Contributor/author(s): Butlerboy
If you want to explore some hints into earlier stages of the development of SimCity 3000, you need look no farther than the \Game\Res\UI\Shared\Cursors folder of SimCity 3000 (I don't know about SC3KU). In this folder are all of the cursors that the game uses. Some were used for features that were removed before the final version and so can act as hints about what the tool did. The features listed here are just guesses based on the filename and cursor icons.
Here are the features that the game's designers were apparently planning to put in at some point:
- A tool that lets you plant more than one tree at a time
- A single tool that can raise and lower terrain (don't ask me how they thought this one was going to work)
- A river tool
- A tool that lets you build road tunnels (I want this one!)
- A sign tool like that in SimCity 2000 (I suspect that this is from before SimCity 3000 would let you rename certain buildings. Once you could do that, the designers figured that nobody would want a sign tool anymore. How wrong they were.)
- A stadium that could be constructed like a ballpark, rather than being selected from the Rewards & Opportunities menu.
- Wand of destruction (I don't know what this one did, maybe it's just an old icon for the trusty bulldozer.)
As well, the fountain had its own icon and police and fire dispatch seemed to be under one icon. For some reason there are two pairs of subway to rail connector icon files, but they both look the same.

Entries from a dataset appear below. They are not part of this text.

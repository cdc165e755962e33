use serde::{Deserialize, Serialize};

use crate::data::model::{CovidData, Table};
use crate::data::schema::LOCATION;

/// Default metric of the timeline comparator.
pub const DEFAULT_PLOT_FEATURE: &str = "new_cases_smoothed";
/// Default grouping column of the timeline comparator.
pub const DEFAULT_FILTER_FEATURE: &str = LOCATION;
/// Position of the default Y feature among the latest-table columns.
const DEFAULT_Y_INDEX: usize = 6;

// ---------------------------------------------------------------------------
// Selection state
// ---------------------------------------------------------------------------

/// Current dropdown values of one browser session. Owned by the client and
/// sent along with every update; a cleared dropdown is `None`.
#[derive(Debug, Clone, Default, PartialEq, Eq, Serialize, Deserialize)]
pub struct SelectionState {
    pub x_feature: Option<String>,
    pub y_feature: Option<String>,
    pub plot_feature: Option<String>,
    pub filter_feature: Option<String>,
    #[serde(default)]
    pub filter_values: Vec<String>,
}

impl SelectionState {
    /// Selection shown on a fresh page load, before any callback has run.
    pub fn initial(data: &CovidData) -> Self {
        let latest_columns: Vec<&str> = data.latest.column_names().collect();
        let x_feature = latest_columns.first().map(|s| s.to_string());
        let y_feature = latest_columns
            .get(DEFAULT_Y_INDEX)
            .or_else(|| latest_columns.last())
            .map(|s| s.to_string());

        SelectionState {
            x_feature,
            y_feature,
            plot_feature: default_if_present(&data.historical, DEFAULT_PLOT_FEATURE),
            filter_feature: default_if_present(&data.historical, DEFAULT_FILTER_FEATURE),
            filter_values: Vec::new(),
        }
    }
}

fn default_if_present(table: &Table, column: &str) -> Option<String> {
    table.has_column(column).then(|| column.to_string())
}

#[cfg(test)]
mod tests {
    use super::*;
    use crate::data::model::{Column, ColumnType};

    fn table(name: &str, columns: &[&str]) -> Table {
        Table::from_columns(
            name,
            columns
                .iter()
                .map(|c| Column::new(*c, ColumnType::Float, Vec::new()))
                .collect(),
        )
        .unwrap()
    }

    #[test]
    fn defaults_pick_first_and_seventh_latest_columns() {
        let data = CovidData {
            historical: table("historical", &["location", "date", "new_cases_smoothed"]),
            latest: table("latest", &["a", "b", "c", "d", "e", "f", "g", "h"]),
        };
        let state = SelectionState::initial(&data);
        assert_eq!(state.x_feature.as_deref(), Some("a"));
        assert_eq!(state.y_feature.as_deref(), Some("g"));
        assert_eq!(state.plot_feature.as_deref(), Some("new_cases_smoothed"));
        assert_eq!(state.filter_feature.as_deref(), Some("location"));
    }

    #[test]
    fn short_latest_table_falls_back_to_last_column() {
        let data = CovidData {
            historical: table("historical", &["date"]),
            latest: table("latest", &["location", "new_cases"]),
        };
        let state = SelectionState::initial(&data);
        assert_eq!(state.y_feature.as_deref(), Some("new_cases"));
        assert_eq!(state.plot_feature, None);
    }

    #[test]
    fn missing_filter_values_deserialize_as_empty() {
        let state: SelectionState = serde_json::from_str(r#"{"x_feature": "continent"}"#).unwrap();
        assert_eq!(state.x_feature.as_deref(), Some("continent"));
        assert!(state.filter_values.is_empty());
    }
}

Every cursor comes with a bitmap file with the same name. This can help to give you an idea about when in the development of the game the tool was removed. At some point 3D cursors were added (stored in the bitmap files). If a tool was removed before the cursors were added the designers wouldn't bother creating a 3D cursor for it. The bitmap versions of the river, raise/lower terrain, many trees and wand of destruction cursors are flat, so these tools were removed early in the game's design. The others are 3D, including those currently included in the game.
Game archeology is by no means unique to SimCity or even to Maxis. Sid Meier's Alpha Centauri has notes from one designer to another, arcane graphics and even a beautifully rendered "Baron Krypto Space Puppy" (those of you with this game may want to check "Icons.pcx" to see that picture).
This system of inefficiency actually benefits all those involved: graphic designers save time and game archaeologists like me get a fascinating look into a game's history.